* [Goal of the exercise]
Nothing left out, nothing added: return the full set of records.

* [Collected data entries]
Content starts
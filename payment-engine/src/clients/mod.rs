//! Remote lookups against the customer, policy, and claim services.
//!
//! These calls enrich validation only; when a downstream service is down the
//! lookup degrades to [`Lookup::Unavailable`] instead of propagating failure,
//! and the engine proceeds with a warning rather than blocking payment flow
//! on an outage.

use async_trait::async_trait;
use reqwest::{Client, StatusCode};

use crate::config::DirectoryConfig;

#[derive(Debug, Clone, Copy, PartialEq, Eq)]
pub enum Lookup {
    Exists,
    Missing,
    /// The owning service could not answer; treat as unknown.
    Unavailable,
}

#[async_trait]
pub trait PartyDirectory: Send + Sync {
    async fn customer_exists(&self, customer_number: &str) -> Lookup;

    async fn policy_exists(&self, policy_number: &str) -> Lookup;

    async fn claim_exists(&self, claim_number: &str) -> Lookup;
}

/// Directory backed by the record services' HTTP APIs.
///
/// Any unconfigured base URL behaves as a permanently unavailable service.
#[derive(Clone)]
pub struct HttpPartyDirectory {
    client: Client,
    config: DirectoryConfig,
}

impl HttpPartyDirectory {
    pub fn new(config: DirectoryConfig) -> Self {
        Self {
            client: Client::new(),
            config,
        }
    }

    async fn exists(&self, base_url: Option<&str>, kind: &str, number: &str) -> Lookup {
        let base_url = match base_url {
            Some(url) => url,
            None => return Lookup::Unavailable,
        };

        let url = format!("{}/{}/{}", base_url, kind, number);
        match self.client.get(&url).send().await {
            Ok(response) if response.status().is_success() => Lookup::Exists,
            Ok(response) if response.status() == StatusCode::NOT_FOUND => Lookup::Missing,
            Ok(response) => {
                tracing::warn!(url = %url, status = %response.status(), "directory lookup failed");
                Lookup::Unavailable
            }
            Err(e) => {
                tracing::warn!(url = %url, error = %e, "directory service unreachable");
                Lookup::Unavailable
            }
        }
    }
}

#[async_trait]
impl PartyDirectory for HttpPartyDirectory {
    async fn customer_exists(&self, customer_number: &str) -> Lookup {
        self.exists(
            self.config.customers_base_url.as_deref(),
            "customers",
            customer_number,
        )
        .await
    }

    async fn policy_exists(&self, policy_number: &str) -> Lookup {
        self.exists(
            self.config.policies_base_url.as_deref(),
            "policies",
            policy_number,
        )
        .await
    }

    async fn claim_exists(&self, claim_number: &str) -> Lookup {
        self.exists(
            self.config.claims_base_url.as_deref(),
            "claims",
            claim_number,
        )
        .await
    }
}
Content ends
* [Solution to the problem]
filename payment-engine/src/clients/mod.rs
//! Remote lookups against the customer, policy, and claim services.
//!
//! These calls enrich validation only; when a downstream service is down the
//! lookup degrades to [`Lookup::Unavailable`] instead of propagating failure,
//! and the engine proceeds with a warning rather than blocking payment flow
//! on an outage.

use async_trait::async_trait;
use reqwest::{Client, StatusCode};

use crate::config::DirectoryConfig;

#[derive(Debug, Clone, Copy, PartialEq, Eq)]
pub enum Lookup {
    Exists,
    Missing,
    /// The owning service could not answer; treat as unknown.
    Unavailable,
}

#[async_trait]
pub trait PartyDirectory: Send + Sync {
    async fn customer_exists(&self, customer_number: &str) -> Lookup;

    async fn policy_exists(&self, policy_number: &str) -> Lookup;

    async fn claim_exists(&self, claim_number: &str) -> Lookup;
}

/// Directory backed by the record services' HTTP APIs.
///
/// Any unconfigured base URL behaves as a permanently unavailable service.
#[derive(Clone)]
pub struct HttpPartyDirectory {
    client: Client,
    config: DirectoryConfig,
}

impl HttpPartyDirectory {
    pub fn new(config: DirectoryConfig) -> Self {
        Self {
            client: Client::new(),
            config,
        }
    }

    async fn exists(&self, base_url: Option<&str>, kind: &str, number: &str) -> Lookup {
        let base_url = match base_url {
            Some(url) => url,
            None => return Lookup::Unavailable,
        };

        let url = format!("{}/{}/{}", base_url, kind, number);
        match self.client.get(&url).send().await {
            Ok(response) if response.status().is_success() => Lookup::Exists,
            Ok(response) if response.status() == StatusCode::NOT_FOUND => Lookup::Missing,
            Ok(response) => {
                tracing::warn!(url = %url, status = %response.status(), "directory lookup failed");
                Lookup::Unavailable
            }
            Err(e) => {
                tracing::warn!(url = %url, error = %e, "directory service unreachable");
                Lookup::Unavailable
            }
        }
    }
}

#[async_trait]
impl PartyDirectory for HttpPartyDirectory {
    async fn customer_exists(&self, customer_number: &str) -> Lookup {
        self.exists(
            self.config.customers_base_url.as_deref(),
            "customers",
            customer_number,
        )
        .await
    }

    async fn policy_exists(&self, policy_number: &str) -> Lookup {
        self.exists(
            self.config.policies_base_url.as_deref(),
            "policies",
            policy_number,
        )
        .await
    }

    async fn claim_exists(&self, claim_number: &str) -> Lookup {
        self.exists(
            self.config.claims_base_url.as_deref(),
            "claims",
            claim_number,
        )
        .await
    }
}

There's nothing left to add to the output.